▶ **TO DO**
Go line by line through the records below. Copy whichever lines contain the string "SessionSettings".

Collected data entries:
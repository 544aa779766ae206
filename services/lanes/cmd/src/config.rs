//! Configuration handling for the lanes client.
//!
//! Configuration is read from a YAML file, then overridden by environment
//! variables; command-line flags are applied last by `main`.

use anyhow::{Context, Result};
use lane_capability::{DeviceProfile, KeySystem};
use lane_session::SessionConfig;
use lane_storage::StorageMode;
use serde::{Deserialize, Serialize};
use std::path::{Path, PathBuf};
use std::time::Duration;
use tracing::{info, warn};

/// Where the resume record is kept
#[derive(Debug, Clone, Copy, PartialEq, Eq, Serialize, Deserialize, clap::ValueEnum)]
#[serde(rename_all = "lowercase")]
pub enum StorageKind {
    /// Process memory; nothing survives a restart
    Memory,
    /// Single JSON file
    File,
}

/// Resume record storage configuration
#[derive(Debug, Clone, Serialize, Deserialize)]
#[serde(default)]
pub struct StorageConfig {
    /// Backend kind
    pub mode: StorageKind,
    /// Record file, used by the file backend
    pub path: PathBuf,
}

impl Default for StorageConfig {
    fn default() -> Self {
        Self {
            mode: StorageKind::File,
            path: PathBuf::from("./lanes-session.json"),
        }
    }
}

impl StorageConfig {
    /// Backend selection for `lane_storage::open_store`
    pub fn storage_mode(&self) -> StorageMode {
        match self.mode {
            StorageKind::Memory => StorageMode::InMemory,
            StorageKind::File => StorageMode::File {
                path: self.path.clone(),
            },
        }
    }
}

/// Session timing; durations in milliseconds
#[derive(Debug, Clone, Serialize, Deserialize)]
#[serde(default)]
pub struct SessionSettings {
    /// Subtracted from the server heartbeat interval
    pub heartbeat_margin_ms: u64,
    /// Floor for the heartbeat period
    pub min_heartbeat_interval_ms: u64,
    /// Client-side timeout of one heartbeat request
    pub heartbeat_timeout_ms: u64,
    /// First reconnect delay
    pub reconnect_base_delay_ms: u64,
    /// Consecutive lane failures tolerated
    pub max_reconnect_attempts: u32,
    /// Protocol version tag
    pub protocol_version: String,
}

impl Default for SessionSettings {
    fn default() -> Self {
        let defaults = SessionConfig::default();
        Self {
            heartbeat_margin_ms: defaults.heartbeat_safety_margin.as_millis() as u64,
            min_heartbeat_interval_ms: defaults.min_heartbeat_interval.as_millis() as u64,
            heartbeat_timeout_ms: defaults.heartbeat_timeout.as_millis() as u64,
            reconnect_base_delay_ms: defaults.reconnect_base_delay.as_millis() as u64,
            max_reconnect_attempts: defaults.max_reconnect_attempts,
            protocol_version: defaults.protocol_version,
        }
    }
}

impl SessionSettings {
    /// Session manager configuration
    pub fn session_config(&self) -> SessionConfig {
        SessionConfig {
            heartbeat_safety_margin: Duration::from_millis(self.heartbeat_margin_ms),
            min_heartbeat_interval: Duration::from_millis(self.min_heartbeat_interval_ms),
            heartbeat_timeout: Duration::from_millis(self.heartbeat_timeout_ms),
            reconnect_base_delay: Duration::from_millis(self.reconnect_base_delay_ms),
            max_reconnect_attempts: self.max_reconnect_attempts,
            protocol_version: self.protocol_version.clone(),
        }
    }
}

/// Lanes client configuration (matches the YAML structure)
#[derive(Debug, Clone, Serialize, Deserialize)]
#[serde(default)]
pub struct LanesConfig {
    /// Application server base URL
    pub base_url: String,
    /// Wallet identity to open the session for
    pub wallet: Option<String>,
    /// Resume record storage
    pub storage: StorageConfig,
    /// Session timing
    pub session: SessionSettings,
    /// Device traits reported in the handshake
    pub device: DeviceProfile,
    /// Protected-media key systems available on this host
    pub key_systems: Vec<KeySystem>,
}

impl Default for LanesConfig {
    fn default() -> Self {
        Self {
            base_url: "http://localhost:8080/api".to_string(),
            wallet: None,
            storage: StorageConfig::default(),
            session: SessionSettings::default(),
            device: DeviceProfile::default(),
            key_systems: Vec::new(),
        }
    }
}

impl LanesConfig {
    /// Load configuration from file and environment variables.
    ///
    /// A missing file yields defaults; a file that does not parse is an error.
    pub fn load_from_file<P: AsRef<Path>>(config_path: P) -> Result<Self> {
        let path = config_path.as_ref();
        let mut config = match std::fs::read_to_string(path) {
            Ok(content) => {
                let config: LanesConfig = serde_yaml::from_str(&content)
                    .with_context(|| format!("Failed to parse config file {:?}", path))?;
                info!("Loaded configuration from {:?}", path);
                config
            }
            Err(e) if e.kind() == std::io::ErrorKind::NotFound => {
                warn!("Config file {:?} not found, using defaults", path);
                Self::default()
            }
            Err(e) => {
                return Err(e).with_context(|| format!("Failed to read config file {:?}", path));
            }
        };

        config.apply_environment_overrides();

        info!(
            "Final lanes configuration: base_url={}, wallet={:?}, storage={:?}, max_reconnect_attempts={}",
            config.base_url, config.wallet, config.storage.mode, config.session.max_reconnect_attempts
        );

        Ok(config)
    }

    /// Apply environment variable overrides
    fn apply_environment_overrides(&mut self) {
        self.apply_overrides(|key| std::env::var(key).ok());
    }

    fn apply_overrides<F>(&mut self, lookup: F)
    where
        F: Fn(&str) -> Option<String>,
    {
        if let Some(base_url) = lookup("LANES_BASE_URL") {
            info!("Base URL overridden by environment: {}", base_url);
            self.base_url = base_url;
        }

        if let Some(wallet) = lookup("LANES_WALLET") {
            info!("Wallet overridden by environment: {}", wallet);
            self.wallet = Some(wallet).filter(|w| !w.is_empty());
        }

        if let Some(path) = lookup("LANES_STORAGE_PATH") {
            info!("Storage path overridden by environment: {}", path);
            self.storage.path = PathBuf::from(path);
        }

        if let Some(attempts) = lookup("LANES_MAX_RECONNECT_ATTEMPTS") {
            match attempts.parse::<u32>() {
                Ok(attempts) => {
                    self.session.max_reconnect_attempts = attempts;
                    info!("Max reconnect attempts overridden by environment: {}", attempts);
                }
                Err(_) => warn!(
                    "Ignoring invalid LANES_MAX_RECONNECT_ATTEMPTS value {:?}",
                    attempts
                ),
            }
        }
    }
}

▶ **SOLUTION FOR THIS EXERCISE**
pub struct SessionSettings {
impl Default for SessionSettings {
impl SessionSettings {
    pub session: SessionSettings,
            session: SessionSettings::default(),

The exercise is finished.